Отсчет современной истории российской многопартийности следует, видимо, начинать с XIX Всесоюзной конференции КПСС (июнь 1988 г.), когда устами Генерального секретаря ЦК КПСС М.С. Горбачева был провозглашен курс на так называемый "плюрализм мнений". Далее процесс, как говорится, пошел самостоятельно и всего за несколько лет привел к формированию в стране реального политического плюрализма и многопартийности.1
Осмысливая некоторые итоги этого процесса, можно в целом констатировать, что нынешняя стадия развития российской многопартийности еще весьма далека от того, что называется многопартийной системой, в рамках которой различные субъекты политического действия готовы к сотрудничеству в целях достижения общественного согласия или хотя бы, как минимум, придерживаются общих конституционно-правовых принципов поведения. В нашем случае, скорее, приходится говорить о несистемной множественности партий с зачастую радикально противоположными позициями при значительном влиянии среди них политических сил тоталитарной ориентации. При этом на хорошо укрепленном левом фланге политического спектра не скрывают враждебного отношения к действующей Конституции и установок на не правовые методы решения проблем.
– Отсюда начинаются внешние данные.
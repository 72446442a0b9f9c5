// Heuristic trading signals evaluated on the latest snapshot
use crate::analyzer::LatestSnapshot;
use crate::config::SignalThresholds;
use std::fmt;

#[derive(Debug, Clone, PartialEq)]
pub enum Signal {
    LiquidityExpansion(f64),
    LiquidityContraction(f64),
    LiquidityNeutral,
    DollarBtcInverse(f64),
    DollarBtcWeak,
    SpreadCrisis(f64),
    SpreadCaution(f64),
    SpreadNormal(f64),
    Divergence { days: usize, lookback: usize },
}

/// One signal per rule; divergence only when it occurred recently.
pub fn evaluate(
    snapshot: &LatestSnapshot,
    thresholds: &SignalThresholds,
    lookback: usize,
) -> Vec<Signal> {
    let mut signals = Vec::with_capacity(4);

    signals.push(match snapshot.liquidity_change {
        Some(c) if c > thresholds.liquidity_trend_pct => Signal::LiquidityExpansion(c),
        Some(c) if c < -thresholds.liquidity_trend_pct => Signal::LiquidityContraction(c),
        _ => Signal::LiquidityNeutral,
    });

    signals.push(match snapshot.corr_dollar_btc {
        Some(c) if c <= thresholds.dollar_btc_inverse_corr => Signal::DollarBtcInverse(c),
        _ => Signal::DollarBtcWeak,
    });

    let spread = snapshot.hy_spread;
    signals.push(if spread > thresholds.spread_crisis {
        Signal::SpreadCrisis(spread)
    } else if spread > thresholds.spread_caution {
        Signal::SpreadCaution(spread)
    } else {
        Signal::SpreadNormal(spread)
    });

    if snapshot.recent_divergence > 0 {
        signals.push(Signal::Divergence {
            days: snapshot.recent_divergence,
            lookback,
        });
    }

    signals
}

impl fmt::Display for Signal {
    fn fmt(&self, f: &mut fmt::Formatter<'_>) -> fmt::Result {
        match self {
            Signal::LiquidityExpansion(c) => write!(
                f,
                "✅ Signal 1: Net Liquidity strongly expanding ({:+.2}%)\n   → Consider buying BTC/NASDAQ",
                c
            ),
            Signal::LiquidityContraction(c) => write!(
                f,
                "⚠️ Signal 1: Net Liquidity strongly contracting ({:+.2}%)\n   → Reduce risk assets / stay defensive",
                c
            ),
            Signal::LiquidityNeutral => write!(f, "⏸️ Signal 1: Net Liquidity neutral"),
            Signal::DollarBtcInverse(c) => write!(
                f,
                "✅ Signal 2: Strong DXY-BTC inverse correlation ({:+.3})\n   → A falling dollar is a BTC buying opportunity",
                c
            ),
            Signal::DollarBtcWeak => write!(f, "⏸️ Signal 2: DXY-BTC inverse correlation weakening"),
            Signal::SpreadCrisis(s) => write!(
                f,
                "🚨 Signal 3: HY Spread above crisis threshold ({:.2}%)\n   → Equity market at risk! Sell / defensive strategy",
                s
            ),
            Signal::SpreadCaution(s) => write!(
                f,
                "⚠️ Signal 3: HY Spread in caution zone ({:.2}%)\n   → Be careful, consider reducing positions",
                s
            ),
            Signal::SpreadNormal(s) => write!(
                f,
                "✅ Signal 3: HY Spread normal ({:.2}%)\n   → Equity market stable",
                s
            ),
            Signal::Divergence { days, lookback } => write!(
                f,
                "⚠️ Warning: divergence on {} of the last {} days!\n   → S&P up + HY Spread up = sell signal",
                days, lookback
            ),
        }
    }
}

pub fn print_signals(signals: &[Signal]) {
    println!("\n{}", "=".repeat(70));
    println!("🎯 Current trading signals");
    println!("{}", "=".repeat(70));
    for signal in signals {
        println!("\n{}", signal);
    }
    println!("{}", "=".repeat(70));
}
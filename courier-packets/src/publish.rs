#[cfg(not(feature = "std"))]
use alloc::string::String;

use bytes::{Buf, BufMut, Bytes, BytesMut};

use courier_core::{
    codec::{Decoder, Encoder, VariableByteInteger},
    error::Error,
    qos::QoS,
};

use crate::PUBLISH_PACKET_ID;

#[derive(Debug, PartialEq, Eq)]
pub struct PublishPacket {
    pub topic: String,
    pub packet_id: Option<u16>,
    pub qos: QoS,
    pub payload: Bytes,
}

const PACKET_TYPE: u8 = 0x03;

impl PublishPacket {
    /// Builds an outbound publish. QoS above at-most-once carries the
    /// fixed client packet identifier.
    pub fn new(topic: impl Into<String>, payload: impl Into<Bytes>, qos: QoS) -> Self {
        let packet_id = (qos > QoS::AtMostOnce).then_some(PUBLISH_PACKET_ID);

        Self {
            topic: topic.into(),
            packet_id,
            qos,
            payload: payload.into(),
        }
    }

    /// Decodes an inbound publish. Topics longer than `max_topic_len`
    /// bytes are rejected with `MalformedSize`.
    pub fn decode_bounded<T: Buf>(buffer: &mut T, max_topic_len: usize) -> courier_core::Result<Self> {
        let first = u8::decode(buffer)?;
        let qos = QoS::try_from((first >> 1) & 0x03)?;

        let remaining = VariableByteInteger::decode(buffer)?.0 as usize;
        if buffer.remaining() < remaining {
            return Err(Error::Incomplete);
        }

        let mut body = remaining;

        if body < 2 {
            return Err(Error::MalformedSize);
        }
        let topic_len = u16::decode(buffer)? as usize;
        body -= 2;

        if topic_len > max_topic_len || topic_len > body {
            return Err(Error::MalformedSize);
        }

        let topic = String::from_utf8(buffer.copy_to_bytes(topic_len).to_vec())
            .map_err(|_| Error::MalformedPacket)?;
        body -= topic_len;

        let packet_id = if qos > QoS::AtMostOnce {
            if body < 2 {
                return Err(Error::MalformedSize);
            }
            body -= 2;
            Some(u16::decode(buffer)?)
        } else {
            None
        };

        let payload = buffer.copy_to_bytes(body);

        Ok(PublishPacket {
            topic,
            packet_id,
            qos,
            payload,
        })
    }
}

impl Encoder for PublishPacket {
    fn encode(&self, buffer: &mut BytesMut) {
        buffer.put_u8((PACKET_TYPE << 4) | ((self.qos as u8) << 1));

        let mut remaining = self.topic.encoded_size() + self.payload.len();
        if self.qos > QoS::AtMostOnce {
            remaining += 2;
        }
        VariableByteInteger(remaining as u32).encode(buffer);

        self.topic.encode(buffer);

        if let Some(packet_id) = self.packet_id {
            packet_id.encode(buffer);
        }

        buffer.extend_from_slice(&self.payload);
    }
}
#[cfg(not(feature = "std"))]
use alloc::string::String;

use bytes::{BufMut, BytesMut};

use courier_core::codec::{Encoder, VariableByteInteger};

use crate::UNSUBSCRIBE_PACKET_ID;

/// Unsubscribe request carrying a single topic filter.
#[derive(Debug, PartialEq, Eq)]
pub struct UnsubscribePacket {
    pub packet_id: u16,
    pub topic_filter: String,
}

const PACKET_TYPE: u8 = 0x0a;
const FLAGS: u8 = 0x02;

impl UnsubscribePacket {
    pub fn new(topic_filter: impl Into<String>) -> Self {
        Self {
            packet_id: UNSUBSCRIBE_PACKET_ID,
            topic_filter: topic_filter.into(),
        }
    }
}

impl Encoder for UnsubscribePacket {
    fn encode(&self, buffer: &mut BytesMut) {
        buffer.put_u8((PACKET_TYPE << 4) | FLAGS);

        let remaining = 2 + self.topic_filter.encoded_size();
        VariableByteInteger(remaining as u32).encode(buffer);

        self.packet_id.encode(buffer);
        self.topic_filter.encode(buffer);
    }
}

#[cfg(test)]
mod tests {
    use crate::unsubscribe::*;

    #[test]
    fn test_unsubscribe_encoding() {
        let expected = vec![0xa2, 0x05, 0x00, 0x02, 0x00, 0x01, 0x78];

        let packet = UnsubscribePacket::new("x");

        let mut encoded = BytesMut::new();
        packet.encode(&mut encoded);

        assert_eq!(encoded.to_vec(), expected);
    }
}
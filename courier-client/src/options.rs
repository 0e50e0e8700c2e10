use bytes::Bytes;
use courier_core::qos::QoS;

/// Client identifier used when the connect options do not carry one. A
/// client identifier is mandatory on the wire, so one is always sent.
pub const DEFAULT_CLIENT_ID: &str = "courier_v4";

/// Will message configuration.
#[derive(Debug, Clone)]
pub struct Will {
    pub topic: String,
    pub payload: Bytes,
    pub qos: QoS,
    pub retain: bool,
}

impl Will {
    pub fn new(topic: impl Into<String>, payload: impl Into<Bytes>) -> Self {
        Self {
            topic: topic.into(),
            payload: payload.into(),
            qos: QoS::AtMostOnce,
            retain: false,
        }
    }

    pub fn qos(mut self, qos: QoS) -> Self {
        self.qos = qos;
        self
    }

    pub fn retain(mut self, retain: bool) -> Self {
        self.retain = retain;
        self
    }
}

/// Options for connecting to an MQTT broker. The session is always a
/// clean session; resuming server-side state is not supported.
#[derive(Debug, Clone, Default)]
pub struct ConnectOptions {
    pub(crate) client_id: Option<String>,
    pub(crate) user_name: Option<String>,
    pub(crate) password: Option<Bytes>,
    pub(crate) will: Option<Will>,
}

impl ConnectOptions {
    pub fn new() -> Self {
        Self::default()
    }

    /// Set the client ID. If not set, [`DEFAULT_CLIENT_ID`] is sent.
    pub fn client_id(mut self, client_id: impl Into<String>) -> Self {
        self.client_id = Some(client_id.into());
        self
    }

    /// Set the user name for authentication.
    pub fn user_name(mut self, user_name: impl Into<String>) -> Self {
        self.user_name = Some(user_name.into());
        self
    }

    /// Set the password for authentication.
    pub fn password(mut self, password: impl Into<Bytes>) -> Self {
        self.password = Some(password.into());
        self
    }

    /// Set the will message the broker publishes if the connection drops
    /// uncleanly.
    pub fn will(mut self, will: Will) -> Self {
        self.will = Some(will);
        self
    }
}
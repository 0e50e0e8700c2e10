use bytes::{Buf, BufMut, BytesMut};

use courier_core::{
    codec::{Decoder, Encoder, VariableByteInteger},
    error::Error,
};

#[derive(Debug, PartialEq, Eq)]
pub struct PubAckPacket {
    pub packet_id: u16,
}

const PACKET_TYPE: u8 = 0x04;
const REMAINING_LEN: u32 = 2;

impl Encoder for PubAckPacket {
    fn encode(&self, buffer: &mut BytesMut) {
        buffer.put_u8(PACKET_TYPE << 4);
        VariableByteInteger(REMAINING_LEN).encode(buffer);
        self.packet_id.encode(buffer);
    }
}

impl Decoder for PubAckPacket {
    fn decode<T: Buf>(buffer: &mut T) -> courier_core::Result<Self> {
        buffer.advance(1);

        let remaining = VariableByteInteger::decode(buffer)?;
        if remaining.0 != REMAINING_LEN {
            return Err(Error::MalformedSize);
        }

        let packet_id = u16::decode(buffer)?;

        Ok(PubAckPacket { packet_id })
    }
}
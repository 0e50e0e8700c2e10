use bytes::{Buf, BufMut, BytesMut};

use courier_core::{
    codec::{Decoder, Encoder, VariableByteInteger},
    error::Error,
};

#[derive(Debug, PartialEq, Eq)]
pub struct UnsubAckPacket {
    pub packet_id: u16,
}

const PACKET_TYPE: u8 = 0x0b;
const REMAINING_LEN: u32 = 2;

impl Encoder for UnsubAckPacket {
    fn encode(&self, buffer: &mut BytesMut) {
        buffer.put_u8(PACKET_TYPE << 4);
        VariableByteInteger(REMAINING_LEN).encode(buffer);
        self.packet_id.encode(buffer);
    }
}

impl Decoder for UnsubAckPacket {
    fn decode<T: Buf>(buffer: &mut T) -> courier_core::Result<Self> {
        buffer.advance(1);

        let remaining = VariableByteInteger::decode(buffer)?;
        if remaining.0 != REMAINING_LEN {
            return Err(Error::MalformedSize);
        }

        let packet_id = u16::decode(buffer)?;

        Ok(UnsubAckPacket { packet_id })
    }
}

#[cfg(test)]
mod tests {
    use bytes::Bytes;

    use crate::unsuback::*;

    #[test]
    fn test_unsuback_encode_decode() {
        let expected = vec![0xb0, 0x02, 0x00, 0x02];

        let packet = UnsubAckPacket { packet_id: 2 };

        let mut encoded = BytesMut::new();
        packet.encode(&mut encoded);
        assert_eq!(encoded.to_vec(), expected);

        let mut bytes = Bytes::from(expected);
        let decoded = UnsubAckPacket::decode(&mut bytes).expect("Unexpected error");
        assert_eq!(decoded, packet);
    }
}
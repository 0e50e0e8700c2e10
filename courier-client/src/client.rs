use courier_core::{codec::check_string_size, message::Message, protocol, qos::QoS};
use courier_packets::{
    connack::{ConnAckPacket, CONNECTION_ACCEPTED},
    connect::{ConnectFlags, ConnectPacket, ConnectPayload},
    disconnect::DisconnectPacket,
    pingreq::PingReqPacket,
    puback::PubAckPacket,
    publish::PublishPacket,
    pubrec::PubRecPacket,
    suback::{SubAckPacket, MAX_GRANTED_QOS},
    subscribe::SubscribePacket,
    unsubscribe::UnsubscribePacket,
    Packet, PacketType, PUBLISH_PACKET_ID, SUBSCRIBE_PACKET_ID, UNSUBSCRIBE_PACKET_ID,
};
use tokio::io::{AsyncRead, AsyncWrite};
use tokio::sync::{mpsc, oneshot};
use tracing::{debug, error, info, info_span, Instrument};

use crate::error::{ClientError, Result};
use crate::event::{ErrorHandler, Publication, PublishHandler};
use crate::options::{ConnectOptions, DEFAULT_CLIENT_ID};
use crate::session::{Pending, Reply, Session, Take};
use crate::transport::Transport;

/// Command sent to the client event loop.
enum Command {
    Connect {
        options: Option<ConnectOptions>,
        reply: Reply,
    },
    Disconnect {
        reply: Reply,
    },
    Ping {
        reply: Reply,
    },
    Publish {
        message: Message,
        reply: Reply,
    },
    Subscribe {
        message: Message,
        reply: Reply,
    },
    Unsubscribe {
        message: Message,
        reply: Reply,
    },
}

/// Handle to a running MQTT client.
///
/// Every operation sends one command to the worker task and blocks until
/// the worker posts the result, so at most one request is on the wire at
/// any time. Handles are cheap to clone; concurrent callers serialize on
/// the command channel.
#[derive(Clone)]
pub struct Client {
    command_tx: mpsc::Sender<Command>,
}

impl Client {
    /// Start a client over a bidirectional byte stream. The worker task
    /// is spawned onto the current tokio runtime.
    ///
    /// `on_publish` runs on the worker for every inbound publication.
    /// `on_error` runs on the worker for every handler failure; when
    /// `None`, errors are logged.
    pub fn start<S>(
        name: impl Into<String>,
        stream: S,
        on_publish: PublishHandler,
        on_error: Option<ErrorHandler>,
    ) -> Client
    where
        S: AsyncRead + AsyncWrite + Send + Unpin + 'static,
    {
        Self::with_transport(name, Transport::new(stream), on_publish, on_error)
    }

    /// Start a client over an already constructed transport. Use this to
    /// hand in separate stream halves or a custom inbound topic bound.
    pub fn with_transport<R, W>(
        name: impl Into<String>,
        transport: Transport<R, W>,
        on_publish: PublishHandler,
        on_error: Option<ErrorHandler>,
    ) -> Client
    where
        R: AsyncRead + Send + Unpin + 'static,
        W: AsyncWrite + Send + Unpin + 'static,
    {
        let name = name.into();
        let (command_tx, command_rx) = mpsc::channel(1);

        let on_error = on_error.unwrap_or_else(|| {
            Box::new(|e: &ClientError| error!(error = %e, "mqtt client error"))
        });

        let worker = Worker {
            transport,
            session: Session::Disconnected,
            on_publish,
            on_error,
        };

        let span = info_span!("mqtt_client", client = %name);
        tokio::spawn(worker.run(command_rx).instrument(span));

        Client { command_tx }
    }

    async fn request(&self, command: Command, reply_rx: oneshot::Receiver<Result<()>>) -> Result<()> {
        self.command_tx
            .send(command)
            .await
            .map_err(|_| ClientError::WorkerGone)?;

        reply_rx.await.map_err(|_| ClientError::WorkerGone)?
    }

    /// Establish a session with the broker. `None` connects with a clean
    /// session, no will and the default client id.
    pub async fn connect(&self, options: Option<ConnectOptions>) -> Result<()> {
        let (reply, reply_rx) = oneshot::channel();
        self.request(Command::Connect { options, reply }, reply_rx)
            .await
    }

    /// End the session. Resolves as soon as DISCONNECT is written.
    pub async fn disconnect(&self) -> Result<()> {
        let (reply, reply_rx) = oneshot::channel();
        self.request(Command::Disconnect { reply }, reply_rx).await
    }

    /// Send a ping and wait for the ping response. The client schedules
    /// no pings on its own; call this within the keep-alive interval.
    pub async fn ping(&self) -> Result<()> {
        let (reply, reply_rx) = oneshot::channel();
        self.request(Command::Ping { reply }, reply_rx).await
    }

    /// Publish an application message. QoS 0 resolves once the packet is
    /// written, QoS 1 once the broker acknowledges it. QoS 2 is not
    /// supported and fails with [`ClientError::UnsupportedQoS`].
    pub async fn publish(&self, message: Message) -> Result<()> {
        let (reply, reply_rx) = oneshot::channel();
        self.request(Command::Publish { message, reply }, reply_rx)
            .await
    }

    /// Subscribe to a single topic filter, with the requested QoS in
    /// `message.qos`. Resolves once the broker grants the subscription.
    pub async fn subscribe(&self, message: Message) -> Result<()> {
        let (reply, reply_rx) = oneshot::channel();
        self.request(Command::Subscribe { message, reply }, reply_rx)
            .await
    }

    /// Unsubscribe from a single topic filter.
    pub async fn unsubscribe(&self, message: Message) -> Result<()> {
        let (reply, reply_rx) = oneshot::channel();
        self.request(Command::Unsubscribe { message, reply }, reply_rx)
            .await
    }
}

/// The worker task: owns the transport and all mutable session state.
struct Worker<R, W> {
    transport: Transport<R, W>,
    session: Session,
    on_publish: PublishHandler,
    on_error: ErrorHandler,
}

/// One wakeup of the event loop.
enum Event {
    Command(Option<Command>),
    Inbound(Result<Option<Packet>>),
}
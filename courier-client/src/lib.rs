//! Courier MQTT Client Library
//!
//! This crate provides an MQTT 3.1.1 client core for cooperatively
//! scheduled runtimes. The transport is an opaque pair of byte streams; a
//! worker task owns all session state and multiplexes application
//! commands with inbound server traffic. Each public operation is
//! synchronous from the caller's viewpoint: it resolves when the broker's
//! acknowledgement has been validated.
//!
//! # Example
//!
//! ```no_run
//! use courier_client::{Client, Message, QoS};
//!
//! #[tokio::main]
//! async fn main() -> Result<(), Box<dyn std::error::Error>> {
//!     let stream = tokio::net::TcpStream::connect("localhost:1883").await?;
//!
//!     let client = Client::start(
//!         "sensor",
//!         stream,
//!         Box::new(|publication| {
//!             println!("{}: {:?}", publication.topic, publication.payload);
//!             Ok(())
//!         }),
//!         None,
//!     );
//!
//!     client.connect(None).await?;
//!     client.subscribe(Message::filter("test/topic", QoS::AtLeastOnce)).await?;
//!     client.publish(Message::new("test/topic", "hello", QoS::AtLeastOnce)).await?;
//!     client.disconnect().await?;
//!
//!     Ok(())
//! }
//! ```

mod client;
mod error;
mod event;
mod options;
mod session;
mod transport;

pub use client::Client;
pub use error::{ClientError, Result};
pub use event::{ErrorHandler, Publication, PublishHandler};
pub use options::{ConnectOptions, Will, DEFAULT_CLIENT_ID};
pub use transport::{Transport, DEFAULT_MAX_TOPIC_LEN};

// Re-export commonly used types from courier-core
pub use courier_core::message::Message;
pub use courier_core::qos::QoS;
Чтобы понять, были ли неизбежными именно такие результаты либерализации политического процесса, попытаемся проследить основные этапы становления многопартийности в стране.
С точки зрения современного российского менталитета, уже приспособившегося к жизни в условиях предельно сжатого исторического времени, кажется странным, что наиболее актуальная для перестроечного советского общества проблема тотальной монополии КПСС стала предметом широких общественных дискуссий лишь в самый пик гласности - в конце 80-х годов. Но и в это время отношение к ней было весьма неоднозначным. Широкомасштабный опрос населения, проведенный в преддверии II Съезда народных депутатов СССР (декабрь 1989 г.) показал, что лишь 35% опрошенных считали в тот момент необходимым исключить из Конституции положения ст. 6 о руководящей и направляющей роли КПСС; 33% придерживались мнения, что необходимо дополнительно изучить вопрос до принятия окончательного решения, а 19% выступали за сохранение данной статьи.
Причем общество оказалось здесь даже более радикальным, чем депутатский корпус: на II Съезде депутатам не удалось поставить в повестку дня вопрос о 6-й статье Конституции. А по данным социологической службы Съезда,
________________
1. Становление Российской многопартийности. //Социс, 8/1996 стр. 35
лишь 24% депутатов связывали в тот момент перспективы совершенствования политической системы с развитием многопартийности, при этом 30% высказывались за усиление роли КПСС; большинство же (55%) устраивал более мягкий вариант решения проблемы - "разграничение функций партийных и государственных органов". И тем не менее, уже через несколько месяцев во многом под давлением широкого демократического движения, поддерживаемого рядом влиятельных в обществе средств массовой информации, депутаты проголосовали за такое изменение Конституции, которое лишало КПСС статуса "руководящей и направляющей силы советского общества, ядра его политической системы" и допускало возможность участия других политических партий в выработке государственной политики, в управлении государственными и общественными делами.
Это означало легализацию тех зачатков многопартийности, которые уже с конца 1985 г. начали стихийно возникать в виде так называемых альтернативных общественных движений, народных фронтов и иных неформальных объединений.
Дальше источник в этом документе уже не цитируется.